With the transition of political power, we can expect ongoing debate and changes in the coming year. Rest assured, we stay abreast of all the important issues and will keep you informed through our client newsletter and social media postings. To start off 2017, we are highlighting some important changes for employer IRS filing deadlines, tax tips for single parents, new rules for health reimbursement arrangements, business tips and much more.
Our goal is to provide you an unparalleled level of client service. If you see something that you want to talk about, please contact us to explore the possibilities. We rely on satisfied clients as the primary source of new business, and your referrals are both welcomed and most sincerely appreciated!
Dodging Tax Penalties
Most taxpayers do not intentionally incur tax penalties, but many who are penalized are simply not aware of the penalties or the impact they can have on their wallet. As tax season approaches, let's look at some of the more commonly encountered penalties and how they may be avoided.
Article Highlights:
Unintentional Penalties
Underpayment of Estimated Tax and Withholding
Late Payment Penalty
Late Filing Penalty
Negligence Penalty
Dishonored Check Penalty
Missing ID Number Penalty
Most taxpayers don’t intentionally incur tax penalties, but many who are penalized are simply not aware of the penalties or the impact they can have on their wallet. As tax season approaches, let’s look at some of the more commonly encountered penalties and how they may be avoided.
Underpayment of Estimated Taxes and Withholding – Taxpayers are required to pay their tax liability as they go during the year, either through withholding or by making estimated tax payments. If the taxpayer owes more than $1,000 when filing his or her return for the year, the IRS will assess the underpayment of estimated tax penalty, which is currently 4% of the underpayment computed quarterly. There are “safe harbor” payments that can protect you from this penalty, which include payments in the following amounts: 90% of the current year’s tax liability or 100% (110% for high-income taxpayers) of the prior year’s tax liability. Farmers and fishermen need only prepay 66-2/3% of the current liability or 100% of the prior year’s liability.
Late Paying Penalty – When the tax owed on a return is paid after the unextended due date of the tax return (usually April 15), the taxpayer is subject to a penalty of 1/2% per month (maximum 25%) on the unpaid balance. Taxpayers are frequently caught by this penalty when they need an extension to file their tax return. Many fail to realize that the extension does not include an extension to pay. The only way to avoid or minimize this penalty is to have no or little balance due on the return when it is finally filed. The extension form includes a provision to pay the projected balance owed when filing the extension.
Late Filing Penalty – If the return is filed after the due date, including extensions, a late filing penalty of 4.5% per month (maximum 22.5%) applies. The automatic extended due date for 2016 returns is October 18, 2017, but an extension request form must be filed by the April 2017 due date to qualify.

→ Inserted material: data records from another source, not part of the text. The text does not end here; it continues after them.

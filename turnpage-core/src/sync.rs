use std::collections::HashMap;
use std::mem::{self, Discriminant};
use std::sync::Arc;

use serde::{Deserialize, Serialize};
use tracing::{debug, warn};

use crate::cache::{CacheKey, LocalCache};
use crate::config::BookmarkMatch;
use crate::error::{ReaderError, RemoteError};
use crate::DocumentId;

#[derive(Debug, Clone, Copy, PartialEq, Eq, Serialize, Deserialize)]
#[serde(rename_all = "lowercase")]
pub enum Mode {
    /// Local cache is authoritative; nothing leaves the device.
    Preview,
    /// Remote store is authoritative; the local cache mirrors the last
    /// successful save.
    Remote,
}

#[derive(Debug, Clone, PartialEq, Serialize, Deserialize)]
pub struct BookmarkRecord {
    #[serde(rename = "cfi")]
    pub reference: String,
    pub percent: f32,
}

#[derive(Debug, Clone, PartialEq, Serialize, Deserialize)]
pub struct Annotation {
    #[serde(rename = "cfiRange")]
    pub range: String,
    pub text: String,
    pub color: String,
}

/// Full replacement payload for one remote save.
#[derive(Debug, Clone, PartialEq)]
pub enum PersistRequest {
    Bookmark(Option<BookmarkRecord>),
    Annotations(Vec<Annotation>),
}

#[derive(Debug, Clone, PartialEq)]
pub struct PendingPersist {
    pub id: u64,
    pub request: PersistRequest,
}

#[derive(Debug, Clone, PartialEq)]
pub enum SyncOutcome {
    Confirmed,
    RolledBack(RemoteError),
    /// The save failed, but a newer save of the same kind carries its change
    /// and decides whether it stays.
    Superseded(RemoteError),
}

#[derive(Debug, Clone)]
enum Undo {
    Bookmark {
        previous: Option<BookmarkRecord>,
        applied: Option<BookmarkRecord>,
    },
    AnnotationAdded(Annotation),
    AnnotationRemoved {
        index: usize,
        annotation: Annotation,
    },
}

#[derive(Debug)]
struct InFlight {
    request: PersistRequest,
    /// Oldest first. Failed older saves hand their undo to the next newer one.
    undos: Vec<Undo>,
}

impl InFlight {
    fn kind(&self) -> Discriminant<PersistRequest> {
        mem::discriminant(&self.request)
    }
}

/// Owns the bookmark and annotation state of one document session.
///
/// Mutations apply to memory first. In preview mode they are written to the
/// local cache straight away; in remote mode the caller ships the returned
/// [`PendingPersist`] to the remote store and reports back through
/// [`SyncManager::finish`], which either mirrors the payload locally or
/// reverts exactly the delta that was attempted.
pub struct SyncManager {
    document_id: DocumentId,
    mode: Mode,
    cache: Arc<dyn LocalCache>,
    policy: BookmarkMatch,
    bookmark: Option<BookmarkRecord>,
    annotations: Vec<Annotation>,
    in_flight: HashMap<u64, InFlight>,
    confirmed: HashMap<Discriminant<PersistRequest>, u64>,
    next_id: u64,
}

impl SyncManager {
    pub fn new(
        document_id: DocumentId,
        mode: Mode,
        cache: Arc<dyn LocalCache>,
        policy: BookmarkMatch,
    ) -> Self {
        Self {
            document_id,
            mode,
            cache,
            policy,
            bookmark: None,
            annotations: Vec::new(),
            in_flight: HashMap::new(),
            confirmed: HashMap::new(),
            next_id: 0,
        }
    }

    pub fn mode(&self) -> Mode {
        self.mode
    }

    pub fn bookmark(&self) -> Option<&BookmarkRecord> {
        self.bookmark.as_ref()
    }

    pub fn annotations(&self) -> &[Annotation] {
        &self.annotations
    }

    pub fn has_in_flight(&self) -> bool {
        !self.in_flight.is_empty()
    }

    /// Restores state from the local cache. Unreadable entries are logged and
    /// treated as absent.
    pub fn load_local(&mut self) {
        self.bookmark = match self.cache.get(&self.bookmark_key()) {
            Ok(Some(raw)) if !raw.trim().is_empty() => {
                match serde_json::from_str::<BookmarkRecord>(&raw) {
                    Ok(record) => Some(record),
                    Err(err) => {
                        warn!(%err, "ignoring malformed cached bookmark");
                        None
                    }
                }
            }
            Ok(_) => None,
            Err(err) => {
                warn!(error = %err, "failed to read cached bookmark");
                None
            }
        };

        self.annotations = match self.cache.get(&self.annotations_key()) {
            Ok(Some(raw)) if !raw.trim().is_empty() => {
                match serde_json::from_str::<Vec<Annotation>>(&raw) {
                    Ok(list) => list,
                    Err(err) => {
                        warn!(%err, "ignoring malformed cached annotations");
                        Vec::new()
                    }
                }
            }
            Ok(_) => Vec::new(),
            Err(err) => {
                warn!(error = %err, "failed to read cached annotations");
                Vec::new()
            }
        };
        debug!(
            bookmarked = self.bookmark.is_some(),
            annotations = self.annotations.len(),
            "restored local sync state"
        );
    }

    /// Replaces the annotation list with the one fetched from the remote
    /// store. Skipped while a local annotation save is still in flight, since
    /// the fetch predates it.
    pub fn apply_remote_annotations(&mut self, annotations: Vec<Annotation>) -> bool {
        let pending_annotations = self
            .in_flight
            .values()
            .any(|entry| matches!(entry.request, PersistRequest::Annotations(_)));
        if pending_annotations {
            debug!("discarding fetched annotations, a local save is in flight");
            return false;
        }
        self.annotations = annotations;
        self.mirror(&PersistRequest::Annotations(self.annotations.clone()));
        true
    }

    pub fn is_bookmarked(&self, reference: &str) -> bool {
        let Some(bookmark) = &self.bookmark else {
            return false;
        };
        if bookmark.reference == reference {
            return true;
        }
        match self.policy {
            BookmarkMatch::Exact => false,
            BookmarkMatch::SectionFallback => match (
                bookmark.reference.split_once('!'),
                reference.split_once('!'),
            ) {
                (Some((stored, _)), Some((current, _))) => stored == current,
                _ => false,
            },
        }
    }

    /// Sets or clears the single bookmark, overwriting any previous one.
    pub fn set_bookmark(
        &mut self,
        bookmark: Option<BookmarkRecord>,
    ) -> Result<Option<PendingPersist>, ReaderError> {
        if self.bookmark == bookmark {
            return Ok(None);
        }
        let previous = std::mem::replace(&mut self.bookmark, bookmark.clone());
        let undo = Undo::Bookmark {
            previous,
            applied: bookmark.clone(),
        };
        self.commit(undo, PersistRequest::Bookmark(bookmark))
    }

    pub fn add_annotation(
        &mut self,
        annotation: Annotation,
    ) -> Result<Option<PendingPersist>, ReaderError> {
        self.annotations.push(annotation.clone());
        let request = PersistRequest::Annotations(self.annotations.clone());
        self.commit(Undo::AnnotationAdded(annotation), request)
    }

    pub fn remove_annotation(
        &mut self,
        index: usize,
    ) -> Result<Option<PendingPersist>, ReaderError> {
        if index >= self.annotations.len() {
            debug!(index, len = self.annotations.len(), "no annotation to remove");
            return Ok(None);
        }
        let annotation = self.annotations.remove(index);
        let request = PersistRequest::Annotations(self.annotations.clone());
        self.commit(Undo::AnnotationRemoved { index, annotation }, request)
    }

    /// Resolves a remote save. Returns `None` for an unknown id.
    ///
    /// Every payload is a full replacement, so a save of the same kind with a
    /// higher id contains all older changes. A confirmed save drops the undo
    /// entries of older ones, and a failed save only rolls back once no newer
    /// save of its kind is left in flight.
    pub fn finish(&mut self, id: u64, result: Result<(), RemoteError>) -> Option<SyncOutcome> {
        let entry = self.in_flight.remove(&id)?;
        let kind = entry.kind();
        match result {
            Ok(()) => {
                if self.confirmed.get(&kind).is_some_and(|&last| last > id) {
                    debug!(id, "stale confirmation, newer save already mirrored");
                    return Some(SyncOutcome::Confirmed);
                }
                self.confirmed.insert(kind, id);
                for (_, older) in self
                    .in_flight
                    .iter_mut()
                    .filter(|(other, older)| **other < id && older.kind() == kind)
                {
                    older.undos.clear();
                }
                self.mirror(&entry.request);
                Some(SyncOutcome::Confirmed)
            }
            Err(err) => {
                let newer = self
                    .in_flight
                    .iter_mut()
                    .filter(|(other, newer)| **other > id && newer.kind() == kind)
                    .min_by_key(|(other, _)| **other);
                if let Some((newer_id, newer)) = newer {
                    debug!(id, newer = *newer_id, %err, "remote save failed, deferring to newer save");
                    let mut undos = entry.undos;
                    undos.append(&mut newer.undos);
                    newer.undos = undos;
                    return Some(SyncOutcome::Superseded(err));
                }
                if entry.undos.is_empty() {
                    debug!(id, %err, "remote save failed, newer save already confirmed");
                    return Some(SyncOutcome::Superseded(err));
                }
                warn!(id, %err, "remote save failed, rolling back");
                for undo in entry.undos.into_iter().rev() {
                    self.revert(undo);
                }
                Some(SyncOutcome::RolledBack(err))
            }
        }
    }

    fn commit(
        &mut self,
        undo: Undo,
        request: PersistRequest,
    ) -> Result<Option<PendingPersist>, ReaderError> {
        match self.mode {
            Mode::Preview => {
                if let Err(err) = self.write(&request) {
                    self.revert(undo);
                    return Err(ReaderError::Cache(err.to_string()));
                }
                Ok(None)
            }
            Mode::Remote => {
                self.next_id += 1;
                let id = self.next_id;
                self.in_flight.insert(
                    id,
                    InFlight {
                        request: request.clone(),
                        undos: vec![undo],
                    },
                );
                Ok(Some(PendingPersist { id, request }))
            }
        }
    }

    fn revert(&mut self, undo: Undo) {
        match undo {
            Undo::Bookmark { previous, applied } => {
                if self.bookmark == applied {
                    self.bookmark = previous;
                }
            }
            Undo::AnnotationAdded(annotation) => {
                if let Some(index) = self.annotations.iter().rposition(|a| *a == annotation) {
                    self.annotations.remove(index);
                }
            }
            Undo::AnnotationRemoved { index, annotation } => {
                let index = index.min(self.annotations.len());
                self.annotations.insert(index, annotation);
            }
        }
    }

    fn mirror(&self, request: &PersistRequest) {
        if let Err(err) = self.write(request) {
            warn!(error = %err, "failed to mirror sync state to the local cache");
        }
    }

    fn write(&self, request: &PersistRequest) -> anyhow::Result<()> {
        match request {
            PersistRequest::Bookmark(Some(record)) => self
                .cache
                .set(&self.bookmark_key(), &serde_json::to_string(record)?),
            PersistRequest::Bookmark(None) => self.cache.set(&self.bookmark_key(), ""),
            PersistRequest::Annotations(list) => self
                .cache
                .set(&self.annotations_key(), &serde_json::to_string(list)?),
        }
    }

    fn bookmark_key(&self) -> CacheKey {
        CacheKey::Bookmarks(self.document_id.clone())
    }

    fn annotations_key(&self) -> CacheKey {
        match self.mode {
            Mode::Preview => CacheKey::PreviewAnnotations(self.document_id.clone()),
            Mode::Remote => CacheKey::Annotations(self.document_id.clone()),
        }
    }
}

Thus, the penalty would generally apply to 2016 returns filed after October 18, 2017. If the return is over 60 days late, the minimum penalty for failure to file is the lesser of $205 or 100% of the tax shown on the return. While the obvious way to avoid a late filing penalty is to file in a timely fashion, the IRS will consider abating the penalty if it can be proven that there was reasonable cause and no willful neglect for filing late.
Negligence – When underpayment is due to negligence on the part of the taxpayer or when there are errors in tax valuations, 20% of the tax underpayment is charged. This penalty is frequently encountered when the IRS adjusts a filed return due to unreported income or overstated deductions. To reduce the chance that you may be subject to this penalty, be sure you provide all of your W-2s, 1099s, K-1s, etc. for the preparation of your return, complete any organizer that have been requested and ensure that you can substantiate all of the deductions you claim.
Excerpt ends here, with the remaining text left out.